Lettre à Tomjo

Cher Tomjo,

Tu viens de perdre un allié.

J’étais peut-être un des derniers anarchistes queers à ne pas te cracher dessus. C’est fini. Oubli mon respect. Oubli ma conciliance. T’as franchi la limite, t’es passé du côté des gens que je ne veux pas fréquenter. C’est le genre de lettre un peu perso que je n’ai jamais publié sur internet. Tu laves ton linge sale en public, et je ne vois pas de raisons de répondre par un autre canal. Je te rends la monnaie de ta pièce.

Cet été encore, à Saint-Imier, je te défendais. A une copine qui arrivais en disant vouloir en découdre avec les anti-tech transphobes dans ton genre, je demandais : « T’as lu ce qu’il écrit ? Je pense pas qu’on puisse le taxer de transphobe. Tu lui a déjà parlé, tu sais à quoi il ressemble ? Non parce qu’il habite la même ville que toi quand même. Ah, bon, tu ne saurais pas le reconnaitre … Mais de quoi tu parles du coup ? ». Et sois certain que c’est le genre de discussion qui peut rompre une camaraderie naissante. Ca m’est déjà arrivé, et ça m’arrivera encore. Pas parce que j’ai choisi de soutenir des cons, mais parce que je refuse de choisir mon camp dans pas mal de situations.

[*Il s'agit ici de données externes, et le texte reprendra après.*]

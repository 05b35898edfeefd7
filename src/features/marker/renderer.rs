use image::{GrayImage, Luma, imageops};

use super::MarkerError;
use super::codebook::{Codebook, codebook};
use super::dictionary::Dictionary;

const BLACK: Luma<u8> = Luma([0]);
const WHITE: Luma<u8> = Luma([255]);

/// 渲染单个标记（纯函数，相同输入得到逐像素相同的结果）。
///
/// 1. 按字典取出 `id` 对应的码字；
/// 2. 在码字外围加上 `border_bits` 个单元宽的黑色边框，按最近邻采样栅格化为
///    `size × size` 灰度图；
/// 3. `margin > 0` 时四周填充 `margin` 像素白边，最终边长 `size + 2 * margin`。
pub fn render_marker(
    dictionary: Dictionary,
    id: u32,
    size: u32,
    margin: u32,
    border_bits: u32,
) -> Result<GrayImage, MarkerError> {
    if size == 0 {
        return Err(MarkerError::InvalidGeometry("size 必须 >= 1".into()));
    }
    if border_bits == 0 {
        return Err(MarkerError::InvalidGeometry("border_bits 必须 >= 1".into()));
    }
    let side = margin
        .checked_mul(2)
        .and_then(|m| m.checked_add(size))
        .ok_or_else(|| MarkerError::InvalidGeometry("输出尺寸溢出".into()))?;

    let code = codebook(dictionary)
        .code(id)
        .ok_or(MarkerError::InvalidIdentifier {
            id: i64::from(id),
            max: dictionary.max_id(),
        })?;

    let symbol = rasterize(code, dictionary.marker_size(), border_bits as usize, size);
    if margin == 0 {
        return Ok(symbol);
    }

    let mut canvas = GrayImage::from_pixel(side, side, WHITE);
    imageops::replace(&mut canvas, &symbol, i64::from(margin), i64::from(margin));
    Ok(canvas)
}

fn rasterize(code: u64, marker_size: usize, border: usize, size: u32) -> GrayImage {
    let cells = (marker_size + 2 * border) as u64;
    let inner = border..border + marker_size;
    let to_cell = |p: u32| (u64::from(p) * cells / u64::from(size)) as usize;

    GrayImage::from_fn(size, size, |x, y| {
        let (cx, cy) = (to_cell(x), to_cell(y));
        if !inner.contains(&cx) || !inner.contains(&cy) {
            return BLACK;
        }
        if Codebook::is_black(code, marker_size, cx - border, cy - border) {
            BLACK
        } else {
            WHITE
        }
    })
}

Je ne pense pas qu’on soit infréquentable par contagion. J’ai dû te dire un truc comme ça quand je t’ai rencontré il y a un an. C’est pas parce que tu fréquentes PMO, et qu’ils me débectent, que tu me débectes. Je t’ai expliqué mon problème avec PMO. Je t’ai dit pourquoi j’avais prévu de zbeulé la conférence que tu organisais. Tranquillement. Posément. J’ai argumenté. Tu sais, le genre de discussion qu’on a avec quelqu’un qu’on respecte un peu. Dans ton dernier texte, tu évoques cette conférence annulée en disant que c’était le fait de personnes qui ont publié un communiqué anonyme sur Internet. Pardon ? Je ne t’ai pas donné mon état civil, mais je t’ai expliqué en long et en large ma position. J’étais contre l’initiative de faire pression sur l’orga. Avec quelques potes, on voulait zbeuler le truc, pas l’interdire. Oui, je chie sur la liberté d’expression, quand c’est celle d’exprimer des idées nauséabondes. Oui, je pense que bordéliser est historiquement une pratique anti-autoritaires. Oui, je suis féministe et antitech, et j’emmerde PMO. Oui, je pense qu’on doit se passer d’eux pour mener des luttes anti-industrielles. On a pas attendu Escudero pour critiquer la PMA. Il faudrait arrêter avec ces figures médiatiques qui cristallisent toute l’attention autour d’elles. Tu me remets ? Parce que je ne suis pas du genre à publier des textes en mon nom. Mais j’assume ce que je pense et ce que je fais. La discussion qu’on a eu n’avait rien d’impersonnelle ou d’anonyme. Ou bien il faudrait que tu redéfinisses les termes. Tu me diras que c’est une anecdote qui ne résume pas ton article sur Saint-Imier. Certes, mais elle reflète assez bien la façon que tu as de tordre les événements pour qu’ils servent ton propos. Pas étonnant que tu pondes des analyses claquées au sol.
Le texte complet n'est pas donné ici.